**Description of the task:** The result should be an exact copy of the lines from the one with "let backward = aggregate_views(&[event(7, 2), event(5, 3)]);" through the last line of the data below, both included.

Dataset excerpts:
BEGIN

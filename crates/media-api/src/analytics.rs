//! Per-day view analytics.
//!
//! The platform reports raw view rows at day granularity; several rows may
//! land on the same day and must be summed. Charting downstream expects a
//! dense, date-ascending series with a zero-padding day on either side of
//! the observed range, so a single-point history still draws as a line.

use std::collections::BTreeMap;

use chrono::NaiveDate;
use serde::{Deserialize, Serialize};

/// One raw view row as returned by `GET /api/media/{id}/analytics`.
#[derive(Debug, Clone, PartialEq, Serialize, Deserialize)]
pub struct ViewEvent {
    pub date: NaiveDate,
    pub views: u64,
}

/// One point of the aggregated series.
#[derive(Debug, Clone, PartialEq, Serialize, Deserialize)]
pub struct DailyViews {
    pub date: NaiveDate,
    pub views: u64,
}

/// Column headings for the chart shape produced by [`chart_rows`].
pub const CHART_HEADER: [&str; 2] = ["Date", "Views"];

/// Sum raw view rows into a dense per-day series.
///
/// Counts are summed per distinct day. The output covers every day of the
/// inclusive range `[min - 1 day, max + 1 day]` in ascending order, with zero
/// for days that had no views. Empty input produces an empty series.
pub fn aggregate_views(events: &[ViewEvent]) -> Vec<DailyViews> {
    let mut summed_by_date: BTreeMap<NaiveDate, u64> = BTreeMap::new();
    for event in events {
        *summed_by_date.entry(event.date).or_insert(0) += event.views;
    }

    let (Some(&min_date), Some(&max_date)) =
        (summed_by_date.keys().next(), summed_by_date.keys().last())
    else {
        return Vec::new();
    };

    // Pad one day either side; at the calendar limits the range simply
    // starts/ends on the observed day instead.
    let start = min_date.pred_opt().unwrap_or(min_date);
    let end = max_date.succ_opt().unwrap_or(max_date);

    let mut series = Vec::new();
    let mut date = start;
    loop {
        series.push(DailyViews {
            date,
            views: summed_by_date.get(&date).copied().unwrap_or(0),
        });
        if date == end {
            break;
        }
        let Some(next) = date.succ_opt() else { break };
        date = next;
    }
    series
}

/// The charting shape: a header row followed by one `[date, views]` row per
/// day of the padded series. Empty input yields the header row alone.
pub fn chart_rows(events: &[ViewEvent]) -> Vec<[String; 2]> {
    let mut rows = vec![[CHART_HEADER[0].to_string(), CHART_HEADER[1].to_string()]];
    for point in aggregate_views(events) {
        rows.push([point.date.format("%Y-%m-%d").to_string(), point.views.to_string()]);
    }
    rows
}

#[cfg(test)]
mod tests {
    use super::*;

    fn day(d: u32) -> NaiveDate {
        NaiveDate::from_ymd_opt(2018, 3, d).unwrap()
    }

    fn event(d: u32, views: u64) -> ViewEvent {
        ViewEvent {
            date: day(d),
            views,
        }
    }

    #[test]
    fn test_empty_input_gives_empty_series() {
        assert!(aggregate_views(&[]).is_empty());
    }

    #[test]
    fn test_empty_input_chart_is_header_only() {
        let rows = chart_rows(&[]);
        assert_eq!(rows.len(), 1);
        assert_eq!(rows[0], ["Date".to_string(), "Views".to_string()]);
    }

    #[test]
    fn test_duplicate_days_are_summed_and_gaps_filled() {
        // Days 5 and 7 observed; output must span 4..=8.
        let series = aggregate_views(&[event(5, 3), event(5, 4), event(7, 2)]);
        let expected: Vec<(u32, u64)> = vec![(4, 0), (5, 7), (6, 0), (7, 2), (8, 0)];
        assert_eq!(series.len(), expected.len());
        for (point, (d, views)) in series.iter().zip(expected) {
            assert_eq!(point.date, day(d));
            assert_eq!(point.views, views);
        }
    }

    #[test]
    fn test_single_point_is_padded_both_sides() {
        let series = aggregate_views(&[event(10, 9)]);
        assert_eq!(series.len(), 3);
        assert_eq!(series[0].date, day(9));
        assert_eq!(series[0].views, 0);
        assert_eq!(series[1].views, 9);
        assert_eq!(series[2].date, day(11));
        assert_eq!(series[2].views, 0);
    }

    #[test]
    fn test_output_is_contiguous_and_ascending() {
        let series = aggregate_views(&[event(20, 1), event(3, 2), event(12, 5), event(3, 1)]);
        assert_eq!(series.first().unwrap().date, day(2));
        assert_eq!(series.last().unwrap().date, day(21));
        for pair in series.windows(2) {
            assert_eq!(pair[0].date.succ_opt().unwrap(), pair[1].date);
        }
        let total: u64 = series.iter().map(|p| p.views).sum();
        assert_eq!(total, 9);
    }

    #[test]
    fn test_input_order_does_not_matter() {
        let forward = aggregate_views(&[event(5, 3), event(7, 2)]);
        let backward = aggregate_views(&[event(7, 2), event(5, 3)]);
        assert_eq!(forward, backward);
    }

    #[test]
    fn test_aggregation_crosses_month_boundary() {
        let jan31 = NaiveDate::from_ymd_opt(2018, 1, 31).unwrap();
        let feb1 = NaiveDate::from_ymd_opt(2018, 2, 1).unwrap();
        let series = aggregate_views(&[
            ViewEvent {
                date: jan31,
                views: 4,
            },
            ViewEvent {
                date: feb1,
                views: 6,
            },
        ]);
        assert_eq!(series.len(), 4);
        assert_eq!(series[0].date, NaiveDate::from_ymd_opt(2018, 1, 30).unwrap());
        assert_eq!(series[3].date, NaiveDate::from_ymd_opt(2018, 2, 2).unwrap());
    }

    #[test]
    fn test_chart_rows_format() {
        let rows = chart_rows(&[event(5, 7)]);
        assert_eq!(rows.len(), 4);
        assert_eq!(rows[1], ["2018-03-04".to_string(), "0".to_string()]);
        assert_eq!(rows[2], ["2018-03-05".to_string(), "7".to_string()]);
    }
}
//! Client library for the university media platform's JSON API.
//!
//! Owns everything that touches the network or the wire format: the resource
//! client, the page-embedded resource cache, the resource-to-card mappers,
//! best-source selection and per-day analytics aggregation. The TUI crate
//! renders on top of this and never talks to the network itself.

pub mod analytics;
pub mod client;
pub mod config;
pub mod embedded;
pub mod items;
pub mod resources;
pub mod sources;
pub mod upload;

END

**Completed exercise:**
        let backward = aggregate_views(&[event(7, 2), event(5, 3)]);
        assert_eq!(forward, backward);
    }

    #[test]
    fn test_aggregation_crosses_month_boundary() {
        let jan31 = NaiveDate::from_ymd_opt(2018, 1, 31).unwrap();
        let feb1 = NaiveDate::from_ymd_opt(2018, 2, 1).unwrap();
        let series = aggregate_views(&[
            ViewEvent {
                date: jan31,
                views: 4,
            },
            ViewEvent {
                date: feb1,
                views: 6,
            },
        ]);
        assert_eq!(series.len(), 4);
        assert_eq!(series[0].date, NaiveDate::from_ymd_opt(2018, 1, 30).unwrap());
        assert_eq!(series[3].date, NaiveDate::from_ymd_opt(2018, 2, 2).unwrap());
    }

    #[test]
    fn test_chart_rows_format() {
        let rows = chart_rows(&[event(5, 7)]);
        assert_eq!(rows.len(), 4);
        assert_eq!(rows[1], ["2018-03-04".to_string(), "0".to_string()]);
        assert_eq!(rows[2], ["2018-03-05".to_string(), "7".to_string()]);
    }
}
//! Client library for the university media platform's JSON API.
//!
//! Owns everything that touches the network or the wire format: the resource
//! client, the page-embedded resource cache, the resource-to-card mappers,
//! best-source selection and per-day analytics aggregation. The TUI crate
//! renders on top of this and never talks to the network itself.

pub mod analytics;
pub mod client;
pub mod config;
pub mod embedded;
pub mod items;
pub mod resources;
pub mod sources;
pub mod upload;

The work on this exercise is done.